*REQUIRED WORK*:
If a line comes after the one containing "region, the window", leave it out; copy every line before it, and that line too, exactly as written, starting from the first line of the entries.

*DATASET EXCERPTS*:

══════

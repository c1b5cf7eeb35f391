//! Hit-Test Router
//!
//! Classifies the cursor into frame regions for the window manager: resize
//! bands along the edges, and on the modern platform variant the synthetic
//! maximize button, reported as a real maximize button so the window
//! manager shows its snap-layout flyout.
//!
//! Once the maximize button is reported as a non-client region, the window
//! manager stops sending client mouse events for it. The router therefore
//! also drives the button from the non-client button messages that follow.

use bitflags::bitflags;
use tracing::{debug, trace};

use crate::platform::WindowMessage;
use crate::shared::{Point, Rect, Size};
use crate::titlebar::{ButtonState, TitleBarButton};

bitflags! {
    /// Edge bands a window-local point falls into
    #[derive(Debug, Clone, Copy, PartialEq, Eq)]
    pub struct BorderBands: u8 {
        const LEFT   = 1 << 0;
        const TOP    = 1 << 1;
        const RIGHT  = 1 << 2;
        const BOTTOM = 1 << 3;
    }
}

/// Frame region reported back to the window manager
#[derive(Debug, Clone, Copy, PartialEq, Eq)]
pub enum HitRegion {
    MaxButton,
    Left,
    Right,
    Top,
    TopLeft,
    TopRight,
    Bottom,
    BottomLeft,
    BottomRight,
}

impl HitRegion {
    /// Hit-test result code understood by the window manager
    pub const fn code(self) -> isize {
        match self {
            Self::MaxButton => 9,
            Self::Left => 10,
            Self::Right => 11,
            Self::Top => 12,
            Self::TopLeft => 13,
            Self::TopRight => 14,
            Self::Bottom => 15,
            Self::BottomLeft => 16,
            Self::BottomRight => 17,
        }
    }
}

/// Which bands of width `border` around a `size` window contain `pos`
pub fn border_bands(pos: Point, size: Size, border: i32) -> BorderBands {
    let mut bands = BorderBands::empty();
    bands.set(BorderBands::LEFT, pos.x < border);
    bands.set(BorderBands::RIGHT, pos.x > size.width - border);
    bands.set(BorderBands::TOP, pos.y < border);
    bands.set(BorderBands::BOTTOM, pos.y > size.height - border);
    bands
}

impl BorderBands {
    /// Corners first, then right, bottom, left, top
    pub fn region(self) -> Option<HitRegion> {
        const PRECEDENCE: [(BorderBands, HitRegion); 8] = [
            (BorderBands::RIGHT.union(BorderBands::BOTTOM), HitRegion::BottomRight),
            (BorderBands::RIGHT.union(BorderBands::TOP), HitRegion::TopRight),
            (BorderBands::LEFT.union(BorderBands::BOTTOM), HitRegion::BottomLeft),
            (BorderBands::LEFT.union(BorderBands::TOP), HitRegion::TopLeft),
            (BorderBands::RIGHT, HitRegion::Right),
            (BorderBands::BOTTOM, HitRegion::Bottom),
            (BorderBands::LEFT, HitRegion::Left),
            (BorderBands::TOP, HitRegion::Top),
        ];
        PRECEDENCE
            .into_iter()
            .find(|(bands, _)| self.contains(*bands))
            .map(|(_, region)| region)
    }
}

/// What the composition root should do with a non-client button message
#[derive(Debug, Clone, Copy, PartialEq, Eq)]
pub enum MaxButtonOutcome {
    /// Not ours; let default processing run
    NotHandled,
    /// Consumed, return this result code
    Handled(isize),
    /// The window manager swallowed a click on the maximize button; toggle
    /// maximize, then let default processing run
    Click,
}

/// Per-window hit-test state
#[derive(Debug, Clone)]
pub struct HitTestRouter {
    border_width: i32,
    /// Report the maximize button region (modern platform variant only)
    snap_layouts: bool,
    max_button_hovered: bool,
}

impl HitTestRouter {
    pub fn new(border_width: i32, snap_layouts: bool) -> Self {
        Self {
            border_width,
            snap_layouts,
            max_button_hovered: false,
        }
    }

    pub fn is_max_button_hovered(&self) -> bool {
        self.max_button_hovered
    }

    /// Classify a window-local cursor position. `None` means the position is
    /// ordinary client area and normal hit testing should run.
    pub fn hit_test(
        &mut self,
        local: Point,
        size: Size,
        max_button_bounds: Rect,
        max_button: &mut TitleBarButton,
    ) -> Option<HitRegion> {
        if self.snap_layouts {
            if max_button_bounds.contains(local) {
                if !self.max_button_hovered {
                    trace!("Cursor entered maximize button at {:?}", local);
                }
                self.max_button_hovered = true;
                if max_button.state() != ButtonState::Pressed {
                    max_button.set_state(ButtonState::Hovered);
                }
                return Some(HitRegion::MaxButton);
            }
            if self.max_button_hovered {
                trace!("Cursor left maximize button region at {:?}", local);
                self.release_max_button(max_button);
            }
        }

        border_bands(local, size, self.border_width).region()
    }

    /// Feed a non-client button message to the maximize button if it owns
    /// the pointer
    pub fn forward_to_max_button(
        &mut self,
        message: &WindowMessage,
        max_button: &mut TitleBarButton,
    ) -> MaxButtonOutcome {
        if !self.snap_layouts || !self.max_button_hovered {
            return MaxButtonOutcome::NotHandled;
        }

        match message {
            WindowMessage::NcLButtonDown => {
                max_button.set_state(ButtonState::Pressed);
                MaxButtonOutcome::Handled(0)
            }
            WindowMessage::NcLButtonUp | WindowMessage::NcRButtonUp => {
                debug!("Maximize button clicked through non-client area");
                max_button.set_state(ButtonState::Hovered);
                MaxButtonOutcome::Click
            }
            WindowMessage::NcMouseLeave | WindowMessage::MouseLeave => {
                self.release_max_button(max_button);
                MaxButtonOutcome::NotHandled
            }
            _ => MaxButtonOutcome::NotHandled,
        }
    }

    fn release_max_button(&mut self, max_button: &mut TitleBarButton) {
        self.max_button_hovered = false;
        max_button.set_state(ButtonState::Normal);
    }
}

#[cfg(test)]
mod tests {
    use super::*;
    use crate::titlebar::ButtonKind;
    use crate::theme::Appearance;

    const SIZE: Size = Size::new(800, 600);
    const MAX_BOUNDS: Rect = Rect::new(708, 0, 754, 32);

    fn button() -> TitleBarButton {
        TitleBarButton::new(ButtonKind::Maximize, Appearance::Light)
    }

    fn classify(x: i32, y: i32) -> Option<HitRegion> {
        border_bands(Point::new(x, y), SIZE, 4).region()
    }

    #[test]
    fn test_edges_and_corners() {
        assert_eq!(classify(0, 0), Some(HitRegion::TopLeft));
        assert_eq!(classify(799, 0), Some(HitRegion::TopRight));
        assert_eq!(classify(0, 599), Some(HitRegion::BottomLeft));
        assert_eq!(classify(799, 599), Some(HitRegion::BottomRight));
        assert_eq!(classify(2, 300), Some(HitRegion::Left));
        assert_eq!(classify(797, 300), Some(HitRegion::Right));
        assert_eq!(classify(400, 3), Some(HitRegion::Top));
        assert_eq!(classify(400, 597), Some(HitRegion::Bottom));
    }

    #[test]
    fn test_interior_falls_through() {
        assert_eq!(classify(4, 4), None);
        assert_eq!(classify(796, 596), None);
        assert_eq!(classify(400, 300), None);
    }

    #[test]
    fn test_band_thresholds_are_strict() {
        assert_eq!(classify(3, 300), Some(HitRegion::Left));
        assert_eq!(classify(4, 300), None);
        assert_eq!(classify(796, 300), None);
        assert_eq!(classify(797, 300), Some(HitRegion::Right));
    }

    #[test]
    fn test_degenerate_window_prefers_right_bottom() {
        let bands = border_bands(Point::new(2, 2), Size::new(4, 4), 4);
        assert!(bands.contains(BorderBands::all()));
        assert_eq!(bands.region(), Some(HitRegion::BottomRight));
    }

    #[test]
    fn test_region_codes() {
        assert_eq!(HitRegion::MaxButton.code(), 9);
        assert_eq!(HitRegion::TopLeft.code(), 13);
        assert_eq!(HitRegion::BottomRight.code(), 17);
    }

    #[test]
    fn test_max_button_reported_on_modern_only() {
        let mut max = button();
        let mut modern = HitTestRouter::new(4, true);
        let pos = Point::new(720, 2);
        assert_eq!(modern.hit_test(pos, SIZE, MAX_BOUNDS, &mut max), Some(HitRegion::MaxButton));
        assert!(modern.is_max_button_hovered());
        assert_eq!(max.state(), ButtonState::Hovered);

        let mut max = button();
        let mut legacy = HitTestRouter::new(4, false);
        assert_eq!(legacy.hit_test(pos, SIZE, MAX_BOUNDS, &mut max), Some(HitRegion::Top));
        assert_eq!(max.state(), ButtonState::Normal);
        assert_eq!(
            legacy.forward_to_max_button(&WindowMessage::NcLButtonDown, &mut max),
            MaxButtonOutcome::NotHandled
        );
    }

    #[test]
    fn test_press_release_clicks() {
        let mut max = button();
        let mut router = HitTestRouter::new(4, true);
        router.hit_test(Point::new(720, 10), SIZE, MAX_BOUNDS, &mut max);

        assert_eq!(
            router.forward_to_max_button(&WindowMessage::NcLButtonDown, &mut max),
            MaxButtonOutcome::Handled(0)
        );
        assert_eq!(max.state(), ButtonState::Pressed);

        // Jitter while held keeps the pressed look
        router.hit_test(Point::new(721, 11), SIZE, MAX_BOUNDS, &mut max);
        assert_eq!(max.state(), ButtonState::Pressed);

        assert_eq!(
            router.forward_to_max_button(&WindowMessage::NcLButtonUp, &mut max),
            MaxButtonOutcome::Click
        );
        assert_eq!(max.state(), ButtonState::Hovered);
    }

    #[test]
    fn test_press_then_leave_resets() {
        let mut max = button();
        let mut router = HitTestRouter::new(4, true);
        router.hit_test(Point::new(720, 10), SIZE, MAX_BOUNDS, &mut max);
        router.forward_to_max_button(&WindowMessage::NcLButtonDown, &mut max);
        assert_eq!(
            router.forward_to_max_button(&WindowMessage::NcMouseLeave, &mut max),
            MaxButtonOutcome::NotHandled
        );
        assert_eq!(max.state(), ButtonState::Normal);
        assert!(!router.is_max_button_hovered());

        // Once released, button messages are no longer ours
        assert_eq!(
            router.forward_to_max_button(&WindowMessage::NcLButtonUp, &mut max),
            MaxButtonOutcome::NotHandled
        );
    }

    #[test]
    fn test_client_mouse_leave_resets_hover() {
        let mut max = button();
        let mut router = HitTestRouter::new(4, true);
        router.hit_test(Point::new(720, 10), SIZE, MAX_BOUNDS, &mut max);
        assert_eq!(max.state(), ButtonState::Hovered);

        assert_eq!(
            router.forward_to_max_button(&WindowMessage::MouseLeave, &mut max),
            MaxButtonOutcome::NotHandled
        );
        assert_eq!(max.state(), ButtonState::Normal);
        assert!(!router.is_max_button_hovered());
        assert_eq!(
            router.forward_to_max_button(&WindowMessage::NcLButtonDown, &mut max),
            MaxButtonOutcome::NotHandled
        );
        assert_eq!(max.state(), ButtonState::Normal);
    }

    #[test]
    fn test_region_change_resets() {
        let mut max = button();
        let mut router = HitTestRouter::new(4, true);
        router.hit_test(Point::new(720, 10), SIZE, MAX_BOUNDS, &mut max);
        assert_eq!(router.hit_test(Point::new(400, 10), SIZE, MAX_BOUNDS, &mut max), None);
        assert_eq!(max.state(), ButtonState::Normal);
        assert!(!router.is_max_button_hovered());
    }

    #[test]
    fn test_right_button_up_also_clicks() {
        let mut max = button();
        let mut router = HitTestRouter::new(4, true);
        router.hit_test(Point::new(720, 10), SIZE, MAX_BOUNDS, &mut max);
        assert_eq!(
            router.forward_to_max_button(&WindowMessage::NcRButtonUp, &mut max),
            MaxButtonOutcome::Click
        );
    }
}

══════

*EXERCISE OUTPUT*:
repository c1b5cf7eeb35f391
//! Hit-Test Router
//!
//! Classifies the cursor into frame regions for the window manager: resize
//! bands along the edges, and on the modern platform variant the synthetic
//! maximize button, reported as a real maximize button so the window
//! manager shows its snap-layout flyout.
//!
//! Once the maximize button is reported as a non-client region, the window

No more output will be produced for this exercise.